Another use of electrospun membrane in cartilage regeneration is to form a barrier between cartilage and bone interface. A typical electrospun membrane has very small pore size between the interfiber spaces. This restricts cell migration across the electrospun membrane which can be used for cell separation. Mellor et al (2020) used multi-phasic 3D-bioplotting to construct the main body of the scaffold for cartilage and bone repair. In the part meant for cartilage regeneration, decellularized bovine cartilage extracellular matrix (dECM) hydrogel was injected to the 3D-bioplotted poly(ε-caprolactone) (PCL) scaffold. For bone regeneration, 20% β-tricalcium phosphate (TCP)/ 80% PCL was 3D-bioplotted. An electrospun PCL membrane layer was added between the two 3D-bioplotted scaffolds. This electrospun PCL membrane layer is needed to inhibit cell migration between the scaffold layers. In a clinical setting, this layer will also prevent blood vessels from invading the chondrogenic portion of the scaffold. In vitro study using human adipose-derived stem cells (hASC) showed that the electrospun membrane was able to effectively separate the cell populations while evidence of site-specific hASC osteogenesis and chondrogenesis was observed.

Electospun membrane as a barrier may be used in the construction of niches. The relative ease of loading drugs into electrospun fibers may also be utilized to release drugs within the niche. Ji et al (2021) constructed an avascular niche made of axitinib-loaded PCL/collagen nanofibrous membrane for implantation into subcutaneous environments in order to maintain cartilaginous phenotype of mesenchymal stromal cells (MSCs). The loading and release of axitinib in the niche is vital to inhibit angiogenic activity since vascular invasion is a prerequisite for endochondral ossification. In vivo study of the niche seeded with MSCs implanted subcutaneously into nude mice showed that samples maintained their cartilage features even after 24 weeks of subcutaneous implantation in the 3% Axitinib and 6% Axitinib groups. However, samples in the groups with 1% Axitinib and 0% Axitinib begin to show bone-like tissues with partial fibrosis after 12 weeks. Investigations into the gene expression of 3% Axitinib group at 24 weeks in vivo showed expression of genes related to chondrogenesis (Col2a1 and Aggrecan) and the expression of antiangiogenic gene (Chm-I) was upregulated and others that favor the stabilization of chondrocyte phenotype.

Micro-CT evaluation and chondrogenesis assessment of BEC at 24 weeks postimplantation. a) Representative 2D and 3D images of BEC by micro-CT in different groups. Scale bar = 1 mm. The bone volume fraction b) and mineral density c) of BEC. Values represented mean + SD, n = 3, **P < 0.01, ***P < 0.001. Quantification of cartilage-specific extracellular matrix GAG d) and Collagen II e) in different groups. BEC before implantation was used as a basic control, and native auricular cartilage was used as a positive control.
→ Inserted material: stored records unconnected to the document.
//! Waiting for CustomResourceDefinitions to become usable.
//!
//! The API server accepts a CRD immediately but only serves its kind once
//! the `Established` condition turns true. Each attempt walks a small state
//! machine:
//!
//! ```text
//! Absent -> Creating -> PollingEstablished -> Established
//!                               |
//!                               +-> Failed (timeout)
//! ```
//!
//! An object that already exists skips straight to polling. Polling keeps
//! going through not-found results, missing conditions and fetch errors
//! until the deadline. A failed attempt is retried from the top, because a
//! create that raced another actor only resolves after a fresh look.

use std::sync::Arc;
use std::time::Duration;

use async_trait::async_trait;
use k8s_openapi::apiextensions_apiserver::pkg::apis::apiextensions::v1::CustomResourceDefinition;
use serde::{Deserialize, Serialize};
use thiserror::Error;
use tokio::time::{Instant, MissedTickBehavior};
use tokio_util::sync::CancellationToken;
use tracing::{debug, info, warn};

use crate::apply::{ApplyError, ApplyOutcome, ResourceHandler};
use crate::client::{ClientCacheEntry, ClientError, ClientProvider, ObjectClient};
use crate::decode::decode_typed;
use crate::error::Operation;
use crate::render::{Render, RenderParams, render_manifest};

const ESTABLISHED: &str = "Established";
const MIN_INTERVAL: Duration = Duration::from_millis(1);

/// Where one establishment attempt currently is.
#[derive(Debug, Clone, Copy, PartialEq, Eq)]
pub enum EstablishState {
  Absent,
  Creating,
  PollingEstablished,
  Established,
  Failed,
}

/// Poll cadence and retry bounds.
#[derive(Debug, Clone, PartialEq, Eq, Serialize, Deserialize)]
#[serde(default)]
pub struct EstablishPolicy {
  #[serde(with = "crate::config::duration")]
  pub interval: Duration,
  #[serde(with = "crate::config::duration")]
  pub timeout: Duration,
  /// Create-and-poll cycles before giving up. Zero counts as one.
  pub attempts: u32,
}

impl Default for EstablishPolicy {
  fn default() -> Self {
    Self {
      interval: Duration::from_secs(5),
      timeout: Duration::from_secs(10 * 60),
      attempts: 3,
    }
  }
}

#[derive(Debug, Error)]
pub enum EstablishError {
  #[error("CustomResourceDefinition {name} not established within {timeout:?}, last observed: {last_observed}")]
  Timeout {
    name: String,
    timeout: Duration,
    last_observed: String,
  },

  #[error("cancelled while waiting for CustomResourceDefinition to be established")]
  Cancelled,

  #[error("CustomResourceDefinition has no name")]
  MissingName,
}

/// Create `required` if needed and wait until it is established, retrying
/// the whole cycle up to `policy.attempts` times.
///
/// The error of the final attempt is returned, so a timeout stays a
/// timeout. Cancellation is never retried.
pub async fn establish(
  client: &dyn ObjectClient<CustomResourceDefinition>,
  required: &CustomResourceDefinition,
  policy: &EstablishPolicy,
  cancel: &CancellationToken,
) -> Result<ApplyOutcome, EstablishError> {
  let name = required
    .metadata
    .name
    .as_deref()
    .filter(|n| !n.is_empty())
    .ok_or(EstablishError::MissingName)?;
  let attempts = policy.attempts.max(1);

  let mut attempt = 1;
  loop {
    match attempt_once(client, name, required, policy, cancel).await {
      Ok(outcome) => {
        info!(crd = name, attempt, "custom resource definition established");
        return Ok(outcome);
      }
      Err(EstablishError::Cancelled) => return Err(EstablishError::Cancelled),
      Err(err) if attempt >= attempts => return Err(err),
      Err(err) => {
        warn!(crd = name, attempt, error = %err, "establishment attempt failed, retrying");
        attempt += 1;
      }
    }
  }
}

async fn attempt_once(
  client: &dyn ObjectClient<CustomResourceDefinition>,
  name: &str,
  required: &CustomResourceDefinition,
  policy: &EstablishPolicy,
  cancel: &CancellationToken,
) -> Result<ApplyOutcome, EstablishError> {
  let mut state = EstablishState::Absent;
  let mut outcome = ApplyOutcome::Unchanged;
  let mut last_observed = String::from("nothing yet");

  match cancellable(cancel, client.get(name)).await? {
    Ok(None) => transition(&mut state, EstablishState::Creating, name),
    Ok(Some(_)) => {
      last_observed = "already exists".into();
      transition(&mut state, EstablishState::PollingEstablished, name);
    }
    Err(err) => {
      last_observed = format!("get failed: {err}");
      transition(&mut state, EstablishState::PollingEstablished, name);
    }
  }

  if state == EstablishState::Creating {
    match cancellable(cancel, client.create(required)).await? {
      Ok(_) => {
        outcome = ApplyOutcome::Created;
        info!(crd = name, "created custom resource definition");
      }
      Err(err) => {
        warn!(crd = name, error = %err, "failed to create custom resource definition");
        last_observed = format!("create failed: {err}");
      }
    }
    transition(&mut state, EstablishState::PollingEstablished, name);
  }

  let deadline = Instant::now() + policy.timeout;
  // `interval` panics on a zero period.
  let mut ticker = tokio::time::interval(policy.interval.max(MIN_INTERVAL));
  ticker.set_missed_tick_behavior(MissedTickBehavior::Delay);

  loop {
    tokio::select! {
      biased;
      _ = cancel.cancelled() => return Err(EstablishError::Cancelled),
      _ = tokio::time::sleep_until(deadline) => {
        transition(&mut state, EstablishState::Failed, name);
        return Err(EstablishError::Timeout {
          name: name.to_string(),
          timeout: policy.timeout,
          last_observed,
        });
      }
      _ = ticker.tick() => {}
    }

    match cancellable(cancel, client.get(name)).await? {
      Ok(Some(crd)) => match established_condition(&crd) {
        Some(condition) if condition == "True" => {
          transition(&mut state, EstablishState::Established, name);
          return Ok(outcome);
        }
        Some(condition) => last_observed = format!("{ESTABLISHED}={condition}"),
        None => last_observed = format!("no {ESTABLISHED} condition"),
      },
      Ok(None) => last_observed = "not found".into(),
      Err(err) => last_observed = format!("get failed: {err}"),
    }
    debug!(crd = name, observed = %last_observed, "custom resource definition not established yet");
  }
}

/// Status of the `Established` condition, if the server reported one.
fn established_condition(crd: &CustomResourceDefinition) -> Option<&str> {
  crd
    .status
    .as_ref()?
    .conditions
    .as_ref()?
    .iter()
    .find(|c| c.type_ == ESTABLISHED)
    .map(|c| c.status.as_str())
}

fn transition(state: &mut EstablishState, next: EstablishState, name: &str) {
  let from = *state;
  debug!(crd = name, from = ?from, to = ?next, "establish state");
  *state = next;
}

async fn cancellable<T>(
  cancel: &CancellationToken,
  call: impl std::future::Future<Output = Result<T, ClientError>>,
) -> Result<Result<T, ClientError>, EstablishError> {
  tokio::select! {
    biased;
    _ = cancel.cancelled() => Err(EstablishError::Cancelled),
    result = call => Ok(result),
  }
}

/// Handler for CRD manifests: create if absent, then wait for establishment.
pub struct CrdApplier<P> {
  entry: Arc<ClientCacheEntry<P>>,
  policy: EstablishPolicy,
  cancel: CancellationToken,
}

impl<P: ClientProvider> CrdApplier<P> {
  pub fn new(entry: Arc<ClientCacheEntry<P>>, policy: EstablishPolicy, cancel: CancellationToken) -> Self {
    Self { entry, policy, cancel }
  }
}

#[async_trait]
impl<P: ClientProvider> ResourceHandler for CrdApplier<P> {
  type Prepared = CustomResourceDefinition;

  async fn read(
    &self,
    raw: &[u8],
    render: Option<&dyn Render>,
    params: &RenderParams,
  ) -> Result<CustomResourceDefinition, ApplyError> {
    let rendered = render_manifest(raw, render, params)?;
    let mut crd = decode_typed::<CustomResourceDefinition>(&rendered)?;
    crd.metadata.namespace = None;
    Ok(crd)
  }

  async fn handle(&self, crd: CustomResourceDefinition) -> Result<ApplyOutcome, ApplyError> {
    let client = self.entry.provider().typed::<CustomResourceDefinition>("");
    Ok(establish(client.as_ref(), &crd, &self.policy, &self.cancel).await?)
  }

  fn handle_operation(&self) -> Operation {
    Operation::Establish
  }
}

#[cfg(test)]
mod tests {
  use super::*;
  use crate::util::testutil::{FakeCluster, set_established};
  use std::sync::atomic::{AtomicUsize, Ordering};

  const CRD: &str = r#"
apiVersion: apiextensions.k8s.io/v1
kind: CustomResourceDefinition
metadata:
  name: proxies.config.openshift.io
spec:
  group: config.openshift.io
  names:
    kind: Proxy
    plural: proxies
  scope: Cluster
  versions:
  - name: v1
    served: true
    storage: true
"#;

  fn crd() -> CustomResourceDefinition {
    decode_typed(CRD.as_bytes()).unwrap()
  }

  fn policy() -> EstablishPolicy {
    EstablishPolicy {
      interval: Duration::from_secs(5),
      timeout: Duration::from_secs(60),
      attempts: 3,
    }
  }

  #[tokio::test(start_paused = true)]
  async fn converges_on_the_third_poll() {
    let cluster = FakeCluster::new();
    let polls = Arc::new(AtomicUsize::new(0));
    let counter = Arc::clone(&polls);
    cluster.on_get("CustomResourceDefinition", "proxies.config.openshift.io", move |object| {
      let poll = counter.fetch_add(1, Ordering::SeqCst) + 1;
      set_established(object, if poll >= 3 { "True" } else { "False" });
    });

    let client = cluster.typed::<CustomResourceDefinition>("");
    let started = Instant::now();
    let outcome = establish(client.as_ref(), &crd(), &policy(), &CancellationToken::new())
      .await
      .unwrap();

    assert_eq!(outcome, ApplyOutcome::Created);
    assert_eq!(polls.load(Ordering::SeqCst), 3);
    // One existence check, then exactly three polls.
    assert_eq!(cluster.gets(), 4);
    assert_eq!(cluster.creates(), 1);
    assert_eq!(started.elapsed(), Duration::from_secs(10));
  }

  #[tokio::test(start_paused = true)]
  async fn zero_interval_polls_without_panicking() {
    let cluster = FakeCluster::new();
    let polls = Arc::new(AtomicUsize::new(0));
    let counter = Arc::clone(&polls);
    cluster.on_get("CustomResourceDefinition", "proxies.config.openshift.io", move |object| {
      let poll = counter.fetch_add(1, Ordering::SeqCst) + 1;
      set_established(object, if poll >= 2 { "True" } else { "False" });
    });
    let policy = EstablishPolicy {
      interval: Duration::ZERO,
      ..policy()
    };

    let client = cluster.typed::<CustomResourceDefinition>("");
    let outcome = establish(client.as_ref(), &crd(), &policy, &CancellationToken::new())
      .await
      .unwrap();
    assert_eq!(outcome, ApplyOutcome::Created);
    assert_eq!(polls.load(Ordering::SeqCst), 2);
  }

  #[tokio::test(start_paused = true)]
  async fn zero_attempts_still_makes_one_attempt() {
    let cluster = FakeCluster::new();
    cluster.fail_create("CustomResourceDefinition", "proxies.config.openshift.io", 500);
    let policy = EstablishPolicy {
      attempts: 0,
      ..policy()
    };

    let client = cluster.typed::<CustomResourceDefinition>("");
    let err = establish(client.as_ref(), &crd(), &policy, &CancellationToken::new())
      .await
      .unwrap_err();
    assert!(matches!(err, EstablishError::Timeout { .. }));
    assert_eq!(cluster.create_attempts(), 1);
  }

  #[tokio::test(start_paused = true)]
  async fn existing_definition_is_not_recreated() {
    let cluster = FakeCluster::new();
    let client = cluster.typed::<CustomResourceDefinition>("");
    client.create(&crd()).await.unwrap();
    cluster.on_get("CustomResourceDefinition", "proxies.config.openshift.io", |object| {
      set_established(object, "True");
    });

    let outcome = establish(client.as_ref(), &crd(), &policy(), &CancellationToken::new())
      .await
      .unwrap();
    assert_eq!(outcome, ApplyOutcome::Unchanged);
    assert_eq!(cluster.creates(), 1);
    assert_eq!(cluster.updates(), 0);
  }

  #[tokio::test(start_paused = true)]
  async fn never_established_times_out() {
    let cluster = FakeCluster::new();
    cluster.on_get("CustomResourceDefinition", "proxies.config.openshift.io", |object| {
      set_established(object, "False");
    });

    let client = cluster.typed::<CustomResourceDefinition>("");
    let err = establish(client.as_ref(), &crd(), &policy(), &CancellationToken::new())
      .await
      .unwrap_err();

    match err {
      EstablishError::Timeout {
        name,
        timeout,
        last_observed,
      } => {
        assert_eq!(name, "proxies.config.openshift.io");
        assert_eq!(timeout, Duration::from_secs(60));
        assert_eq!(last_observed, "Established=False");
      }
      other => panic!("expected a timeout, got {other:?}"),
    }
    // One create, then every later attempt sees the object and only polls.
    assert_eq!(cluster.creates(), 1);
  }

  #[tokio::test(start_paused = true)]
  async fn create_failure_is_retried_with_a_fresh_cycle() {
    let cluster = FakeCluster::new();
    cluster.fail_create("CustomResourceDefinition", "proxies.config.openshift.io", 500);
    let policy = EstablishPolicy {
      attempts: 2,
      ..policy()
    };

    let client = cluster.typed::<CustomResourceDefinition>("");
    let err = establish(client.as_ref(), &crd(), &policy, &CancellationToken::new())
      .await
      .unwrap_err();

    let EstablishError::Timeout { last_observed, .. } = err else {
      panic!("expected a timeout");
    };
    assert_eq!(last_observed, "not found");
    assert_eq!(cluster.create_attempts(), 2);
  }

  #[tokio::test(start_paused = true)]
  async fn cancellation_stops_polling_promptly() {
    let cluster = FakeCluster::new();
    cluster.on_get("CustomResourceDefinition", "proxies.config.openshift.io", |object| {
      set_established(object, "False");
    });
    let cancel = CancellationToken::new();
    let trigger = cancel.clone();
    tokio::spawn(async move {
      tokio::time::sleep(Duration::from_secs(12)).await;
      trigger.cancel();
    });

    let client = cluster.typed::<CustomResourceDefinition>("");
    let started = Instant::now();
    let err = establish(client.as_ref(), &crd(), &policy(), &cancel).await.unwrap_err();

    assert!(matches!(err, EstablishError::Cancelled));
    assert_eq!(started.elapsed(), Duration::from_secs(12));
  }

  #[test]
  fn default_policy_matches_the_installer() {
    let policy = EstablishPolicy::default();
    assert_eq!(policy.interval, Duration::from_secs(5));
    assert_eq!(policy.timeout, Duration::from_secs(600));
    assert_eq!(policy.attempts, 3);
  }
}
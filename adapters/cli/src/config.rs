//! Command-line and environment configuration.

use std::path::PathBuf;
use std::str::FromStr;

use anyhow::{Context, Result};
use clap::Parser;

/// Watch a grid of humans and zombies until nothing changes any more.
#[derive(Debug, Parser)]
#[command(name = "shamble")]
pub(crate) struct Config {
    /// World size as WIDTHxHEIGHT, or "auto" to fit the terminal.
    #[arg(long, env = "WORLD_SIZE", default_value = "60x30")]
    pub(crate) size: WorldSize,

    /// Chance of any one cell starting out occupied.
    #[arg(long, env = "DENSITY", default_value_t = 0.05)]
    pub(crate) density: f64,

    /// Chance that an occupied cell starts as a zombie rather than a human.
    #[arg(long, env = "ZOMBIE_CHANCE", default_value_t = 0.2)]
    pub(crate) zombie_chance: f64,

    /// Number of randomly placed barrier walls.
    #[arg(long, env = "BARRIERS", default_value_t = 20)]
    pub(crate) barriers: u32,

    /// Seconds between ticks.
    #[arg(long, env = "TICK", default_value_t = 0.1)]
    pub(crate) tick: f64,

    /// Stop after this many ticks instead of running to a standstill.
    #[arg(long, env = "MAX_AGE")]
    pub(crate) max_age: Option<u64>,

    /// Write tracing spans to this file, one JSON object per line.
    #[arg(long, env = "TRACEFILE")]
    pub(crate) trace_file: Option<PathBuf>,

    /// Seed for world generation; omit for a fresh world every run.
    #[arg(long, env = "SEED")]
    pub(crate) seed: Option<u64>,
}

impl Config {
    /// World dimensions in cells, consulting the terminal for `auto`.
    pub(crate) fn dimensions(&self) -> Result<(i32, i32)> {
        match self.size {
            WorldSize::Fixed { width, height } => Ok((i32::from(width), i32::from(height))),
            WorldSize::Auto => {
                let (columns, rows) = crossterm::terminal::size()
                    .context("could not read the terminal size for --size auto")?;
                // Each cell renders two columns wide; keep one terminal row
                // free for the cursor.
                Ok((
                    i32::from(columns / 2).max(1),
                    i32::from(rows.saturating_sub(1)).max(1),
                ))
            }
        }
    }
}

/// Grid dimensions, either explicit or taken from the terminal.
#[derive(Clone, Copy, Debug, PartialEq, Eq)]
pub(crate) enum WorldSize {
    /// Derive the size from the terminal window at startup.
    Auto,
    /// An explicit number of columns and rows.
    Fixed {
        /// Columns in the grid.
        width: u16,
        /// Rows in the grid.
        height: u16,
    },
}

impl FromStr for WorldSize {
    type Err = String;

    fn from_str(text: &str) -> Result<Self, Self::Err> {
        if text == "auto" {
            return Ok(WorldSize::Auto);
        }

        let parse = |part: &str| {
            part.parse::<u16>()
                .ok()
                .filter(|value| *value > 0)
                .ok_or_else(|| format!("unrecognised size \"{text}\", expected WIDTHxHEIGHT or auto"))
        };
        let (width, height) = text
            .split_once('x')
            .ok_or_else(|| format!("unrecognised size \"{text}\", expected WIDTHxHEIGHT or auto"))?;
        Ok(WorldSize::Fixed {
            width: parse(width)?,
            height: parse(height)?,
        })
    }
}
Values represented mean + SD, n = 3, **P < 0.01, ***P < 0.001 [Ji et al 2021].

Cartilage has a thickness to it hence its regenerative scaffolds should have a thickness to it. Chen et al (2024) used a gas-foaming technique to expand and increase the thickness of electrospun poly(L-lactide-co-ε-caprolactone) (PLCL) / silk fibroin (SF) membrane.This was achieved by soaking pieces of PCL/SF membranes in 0.5 M NaBH₄ aqueous solution at room temperature for 30 min. The resultant 3D scaffold was subsequently immersed in a solution of metal phenolic networks (MPNs) composed of epigallocatechin gallate (EGCG) and strontium ions (Sr2+) for 10 minutes followed by freeze drying. In vitro studies demonstrated much better infiltration of chondrocytes in the expanded 3D electrospun scaffold (3DS) compared to the 2D electrospun scaffold (2DS). In vivo tests using full-thickness cartilage defect of rabbits showed 3DS with MPNs exhibit regeneration of more mature cartilage and good integration with the surrounding host tissues. However with the 2DS, only sparse fibrous tissues were found at the defect site.